» **EXERCISE DIRECTIONS**
Copy out the entries below in full and exactly.

» **GIVEN RECORDS**
● ● ●

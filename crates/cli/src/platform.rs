// Terminal stand-ins for the platform permission prompt and popups

use std::io::{BufRead, Write};
use std::sync::Arc;

use async_trait::async_trait;
use cellarclub_core::{PermissionProvider, PermissionState, PlatformNotification, PlatformNotifier};
use parking_lot::Mutex;
use tokio::sync::oneshot;

type ReadAnswer = dyn Fn() -> std::io::Result<String> + Send + Sync;

/// Asks on stdin whether notifications may be shown
pub struct TerminalPermissionProvider {
    current: Mutex<PermissionState>,
    read_answer: Arc<ReadAnswer>,
}

impl TerminalPermissionProvider {
    pub fn new(initial: PermissionState) -> Self {
        Self::with_reader(initial, prompt_stdin)
    }

    pub fn with_reader(
        initial: PermissionState,
        read_answer: impl Fn() -> std::io::Result<String> + Send + Sync + 'static,
    ) -> Self {
        Self {
            current: Mutex::new(initial),
            read_answer: Arc::new(read_answer),
        }
    }
}

fn prompt_stdin() -> std::io::Result<String> {
    eprint!("Show notification popups in this terminal? [y/N] ");
    std::io::stderr().flush()?;
    let mut line = String::new();
    std::io::stdin().lock().read_line(&mut line)?;
    Ok(line)
}

/// y/yes grants, n/no denies, anything else leaves the prompt unanswered
pub fn parse_answer(line: &str) -> PermissionState {
    match line.trim().to_ascii_lowercase().as_str() {
        "y" | "yes" => PermissionState::Granted,
        "n" | "no" => PermissionState::Denied,
        _ => PermissionState::Default,
    }
}

#[async_trait]
impl PermissionProvider for TerminalPermissionProvider {
    fn current(&self) -> PermissionState {
        *self.current.lock()
    }

    async fn request(&self) -> PermissionState {
        // Plain thread: runtime shutdown must not wait on a prompt nobody answers
        let (tx, rx) = oneshot::channel();
        let read_answer = Arc::clone(&self.read_answer);
        std::thread::spawn(move || {
            let answer = read_answer()
                .map(|line| parse_answer(&line))
                .unwrap_or(PermissionState::Default);
            let _ = tx.send(answer);
        });
        let answer = rx.await.unwrap_or(PermissionState::Default);

        *self.current.lock() = answer;
        answer
    }
}

/// Prints platform notifications to stdout
#[derive(Debug, Default)]
pub struct ConsoleNotifier;

impl ConsoleNotifier {
    pub fn format(notification: &PlatformNotification) -> String {
        format!(
            "{}\n  {}\n  -> {}",
            notification.title,
            notification.body.replace('\n', "\n  "),
            notification.url
        )
    }
}

impl PlatformNotifier for ConsoleNotifier {
    fn show(&self, notification: &PlatformNotification) {
        println!("{}", Self::format(notification));
    }
}

#[cfg(test)]
mod tests {
    use super::*;
    use cellarclub_core::{Notification, NotificationDraft};
    use std::time::{Duration, Instant};
    use uuid::Uuid;

    #[test]
    fn test_parse_answer() {
        assert_eq!(parse_answer("y\n"), PermissionState::Granted);
        assert_eq!(parse_answer(" YES "), PermissionState::Granted);
        assert_eq!(parse_answer("n"), PermissionState::Denied);
        assert_eq!(parse_answer(""), PermissionState::Default);
        assert_eq!(parse_answer("later"), PermissionState::Default);
    }

    #[tokio::test]
    async fn test_request_records_answer() {
        let provider =
            TerminalPermissionProvider::with_reader(PermissionState::Default, || Ok("yes\n".into()));
        assert_eq!(provider.request().await, PermissionState::Granted);
        assert_eq!(provider.current(), PermissionState::Granted);

        let failing = TerminalPermissionProvider::with_reader(PermissionState::Default, || {
            Err(std::io::Error::other("stdin closed"))
        });
        assert_eq!(failing.request().await, PermissionState::Default);
    }

    #[test]
    fn test_abandoned_prompt_does_not_hold_runtime_shutdown() {
        let (release, pending) = std::sync::mpsc::channel::<()>();
        let pending = Mutex::new(pending);
        let provider = TerminalPermissionProvider::with_reader(PermissionState::Default, move || {
            let _ = pending.lock().recv();
            Ok(String::new())
        });

        let runtime = tokio::runtime::Builder::new_multi_thread()
            .enable_all()
            .build()
            .unwrap();
        let answered = runtime.block_on(async {
            tokio::time::timeout(Duration::from_millis(50), provider.request()).await
        });
        assert!(answered.is_err());
        assert_eq!(provider.current(), PermissionState::Default);

        let started = Instant::now();
        drop(runtime);
        assert!(started.elapsed() < Duration::from_secs(1));
        drop(release);
    }

    #[test]
    fn test_console_format() {
        let n = Notification::from_draft(
            Uuid::now_v7(),
            &NotificationDraft::new_event("Harvest Dinner", "October 4"),
        );
        let text = ConsoleNotifier::format(&n.to_platform());
        assert!(text.starts_with("📅 New Event"));
        assert!(text.contains("\n  New Event Added\n  A new event"));
        assert!(text.ends_with("-> /events"));
    }
}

● ● ●

» **WRITTEN REPLY**
filename crates/cli/src/platform.rs
// Terminal stand-ins for the platform permission prompt and popups

use std::io::{BufRead, Write};
use std::sync::Arc;

use async_trait::async_trait;
use cellarclub_core::{PermissionProvider, PermissionState, PlatformNotification, PlatformNotifier};
use parking_lot::Mutex;
use tokio::sync::oneshot;

type ReadAnswer = dyn Fn() -> std::io::Result<String> + Send + Sync;

/// Asks on stdin whether notifications may be shown
pub struct TerminalPermissionProvider {
    current: Mutex<PermissionState>,
    read_answer: Arc<ReadAnswer>,
}

impl TerminalPermissionProvider {
    pub fn new(initial: PermissionState) -> Self {
        Self::with_reader(initial, prompt_stdin)
    }

    pub fn with_reader(
        initial: PermissionState,
        read_answer: impl Fn() -> std::io::Result<String> + Send + Sync + 'static,
    ) -> Self {
        Self {
            current: Mutex::new(initial),
            read_answer: Arc::new(read_answer),
        }
    }
}

fn prompt_stdin() -> std::io::Result<String> {
    eprint!("Show notification popups in this terminal? [y/N] ");
    std::io::stderr().flush()?;
    let mut line = String::new();
    std::io::stdin().lock().read_line(&mut line)?;
    Ok(line)
}

/// y/yes grants, n/no denies, anything else leaves the prompt unanswered
pub fn parse_answer(line: &str) -> PermissionState {
    match line.trim().to_ascii_lowercase().as_str() {
        "y" | "yes" => PermissionState::Granted,
        "n" | "no" => PermissionState::Denied,
        _ => PermissionState::Default,
    }
}

#[async_trait]
impl PermissionProvider for TerminalPermissionProvider {
    fn current(&self) -> PermissionState {
        *self.current.lock()
    }

    async fn request(&self) -> PermissionState {
        // Plain thread: runtime shutdown must not wait on a prompt nobody answers
        let (tx, rx) = oneshot::channel();
        let read_answer = Arc::clone(&self.read_answer);
        std::thread::spawn(move || {
            let answer = read_answer()
                .map(|line| parse_answer(&line))
                .unwrap_or(PermissionState::Default);
            let _ = tx.send(answer);
        });
        let answer = rx.await.unwrap_or(PermissionState::Default);

        *self.current.lock() = answer;
        answer
    }
}

/// Prints platform notifications to stdout
#[derive(Debug, Default)]
pub struct ConsoleNotifier;

impl ConsoleNotifier {
    pub fn format(notification: &PlatformNotification) -> String {
        format!(
            "{}\n  {}\n  -> {}",
            notification.title,
            notification.body.replace('\n', "\n  "),
            notification.url
        )
    }
}

impl PlatformNotifier for ConsoleNotifier {
    fn show(&self, notification: &PlatformNotification) {
        println!("{}", Self::format(notification));
    }
}

#[cfg(test)]
mod tests {
    use super::*;
    use cellarclub_core::{Notification, NotificationDraft};
    use std::time::{Duration, Instant};
    use uuid::Uuid;

    #[test]
    fn test_parse_answer() {
        assert_eq!(parse_answer("y\n"), PermissionState::Granted);
        assert_eq!(parse_answer(" YES "), PermissionState::Granted);
        assert_eq!(parse_answer("n"), PermissionState::Denied);
        assert_eq!(parse_answer(""), PermissionState::Default);
        assert_eq!(parse_answer("later"), PermissionState::Default);
    }

    #[tokio::test]
    async fn test_request_records_answer() {
        let provider =
            TerminalPermissionProvider::with_reader(PermissionState::Default, || Ok("yes\n".into()));
        assert_eq!(provider.request().await, PermissionState::Granted);
        assert_eq!(provider.current(), PermissionState::Granted);

        let failing = TerminalPermissionProvider::with_reader(PermissionState::Default, || {
            Err(std::io::Error::other("stdin closed"))
        });
        assert_eq!(failing.request().await, PermissionState::Default);
    }

    #[test]
    fn test_abandoned_prompt_does_not_hold_runtime_shutdown() {
        let (release, pending) = std::sync::mpsc::channel::<()>();
        let pending = Mutex::new(pending);
        let provider = TerminalPermissionProvider::with_reader(PermissionState::Default, move || {
            let _ = pending.lock().recv();
            Ok(String::new())
        });

        let runtime = tokio::runtime::Builder::new_multi_thread()
            .enable_all()
            .build()
            .unwrap();
        let answered = runtime.block_on(async {
            tokio::time::timeout(Duration::from_millis(50), provider.request()).await
        });
        assert!(answered.is_err());
        assert_eq!(provider.current(), PermissionState::Default);

        let started = Instant::now();
        drop(runtime);
        assert!(started.elapsed() < Duration::from_secs(1));
        drop(release);
    }

    #[test]
    fn test_console_format() {
        let n = Notification::from_draft(
            Uuid::now_v7(),
            &NotificationDraft::new_event("Harvest Dinner", "October 4"),
        );
        let text = ConsoleNotifier::format(&n.to_platform());
        assert!(text.starts_with("📅 New Event"));
        assert!(text.contains("\n  New Event Added\n  A new event"));
        assert!(text.ends_with("-> /events"));
    }
}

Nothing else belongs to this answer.